Building Warehouse Management Software: A...
November 18, 2024
Developers often find themselves in situations where the code they’ve written is not working quite right. When that happens, a developer debugs their code by instrumenting, executing and inspecting the code to determine what state of the application does not match the assumptions of how the code should be correctly running.
There has never been an unexpectedly short debugging period in the history of computers.
In general, Debugging is the process of identifying and fixing errors or defects in software code, hardware, or any other system. It involves examining the program’s behavior and identifying the root cause of any errors or unexpected behavior that occur.
The goal of debugging is to identify and resolve issues that prevent the software or system from functioning correctly.

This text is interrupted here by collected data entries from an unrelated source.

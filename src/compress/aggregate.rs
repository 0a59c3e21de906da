//! Format-aware aggregation of adjacent same-signature cells.
//!
//! Aggregates *format*, not value: every cell lands in exactly one
//! rectangular block sharing one signature, values stay where they are.
//! Merge preference is horizontal-first, vertical-second, which makes the
//! block shapes deterministic.

use crate::common::CellRange;
use crate::matrix::{FormatSignature, SheetMatrix};
use serde::Serialize;

/// Stage name used in statistics.
pub const STAGE_NAME: &str = "format-aggregation";

/// A maximal rectangular run of adjacent cells sharing one format
/// signature. Coordinates are in the space of the matrix that was
/// aggregated.
#[derive(Debug, Clone, Copy, PartialEq, Eq, Serialize)]
pub struct FormatBlock {
    /// Covered range, inclusive
    pub range: CellRange,
    /// The shared signature
    pub signature: FormatSignature,
}

/// Aggregate a matrix into format blocks covering every cell exactly once.
///
/// Fully unstyled blocks are still emitted so the blocks partition the
/// grid: no gaps, no overlaps.
pub fn aggregate(matrix: &SheetMatrix) -> Vec<FormatBlock> {
    let mut blocks: Vec<FormatBlock> = Vec::new();
    // Indices into `blocks` for blocks whose bottom edge touches the
    // previous row, candidates for vertical extension.
    let mut open: Vec<usize> = Vec::new();

    for row in 0..matrix.rows() {
        let row_blocks = horizontal_runs(matrix, row);
        let mut next_open = Vec::with_capacity(row_blocks.len());

        'runs: for run in row_blocks {
            // Vertical merge: an open block directly above with the same
            // signature and the exact same column span absorbs this run.
            for &idx in &open {
                let candidate = &mut blocks[idx];
                if candidate.signature == run.signature
                    && candidate.range.col_start == run.range.col_start
                    && candidate.range.col_end == run.range.col_end
                    && candidate.range.row_end + 1 == row
                {
                    candidate.range.row_end = row;
                    next_open.push(idx);
                    continue 'runs;
                }
            }
            blocks.push(run);
            next_open.push(blocks.len() - 1);
        }
        open = next_open;
    }
    blocks
}

/// Split one row into maximal horizontal runs of identical signature.
fn horizontal_runs(matrix: &SheetMatrix, row: usize) -> Vec<FormatBlock> {
    let mut runs: Vec<FormatBlock> = Vec::new();
    for cell in matrix.row(row) {
        match runs.last_mut() {
            Some(last)
                if last.signature == cell.format && last.range.col_end + 1 == cell.col =>
            {
                last.range.col_end = cell.col;
            }
            _ => runs.push(FormatBlock {
                range: CellRange::cell(row, cell.col),
                signature: cell.format,
            }),
        }
    }
    runs
}
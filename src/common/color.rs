//! RGB color representation for cell fills and fonts.

use serde::{Deserialize, Serialize};
use std::fmt;

/// RGB color attached to a cell's fill or font.
///
/// Colors participate in format-signature equality, so two cells filled with
/// different colors never aggregate into one block.
///
/// # Examples
///
/// ```rust
/// use sheetpress::common::RGBColor;
///
/// let yellow = RGBColor::new(255, 255, 0);
/// let same = RGBColor::from_hex("#FFFF00").unwrap();
/// assert_eq!(yellow, same);
/// ```
#[derive(Debug, Clone, Copy, PartialEq, Eq, Hash, Serialize, Deserialize)]
pub struct RGBColor {
    /// Red component (0-255)
    pub r: u8,
    /// Green component (0-255)
    pub g: u8,
    /// Blue component (0-255)
    pub b: u8,
}

impl RGBColor {
    /// Create a new RGB color.
    #[inline]
    pub const fn new(r: u8, g: u8, b: u8) -> Self {
        Self { r, g, b }
    }

    /// Create an RGB color from a hex string ("FF0000" or "#FF0000").
    pub fn from_hex(hex: &str) -> Option<Self> {
        let hex = hex.trim_start_matches('#');
        if hex.len() != 6 {
            return None;
        }

        let r = u8::from_str_radix(&hex[0..2], 16).ok()?;
        let g = u8::from_str_radix(&hex[2..4], 16).ok()?;
        let b = u8::from_str_radix(&hex[4..6], 16).ok()?;

        Some(Self::new(r, g, b))
    }

    /// Convert to hex string (without # prefix).
    pub fn to_hex(&self) -> String {
        format!("{:02X}{:02X}{:02X}", self.r, self.g, self.b)
    }
}

impl fmt::Display for RGBColor {
    fn fmt(&self, f: &mut fmt::Formatter<'_>) -> fmt::Result {
        write!(f, "#{}", self.to_hex())
    }
}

This involves analyzing the code, inspecting variables and data structures, and testing different scenarios to determine the cause of the error. Once the root cause of the problem is identified, developers can make changes to the code to fix the issue.
Now specific for python language, A debugger is a program that can help you find out what is going on in a computer program. You can stop the execution at any prescribed line number, print out variables, continue execution, stop again, execute statements one by one, and repeat such actions until you have tracked down abnormal behavior and found bugs.
There are bugs in every modest sized or larger application. Every developer has to learn how to debug code in order to write programs that work as correctly as time and budget allow.
In addition to fixing bugs, debugging is an important skill for improving the efficiency of an application by optimizing performance and improving the logic. Debugging is a complex skill that takes time and practice for a developer to gain as a capability.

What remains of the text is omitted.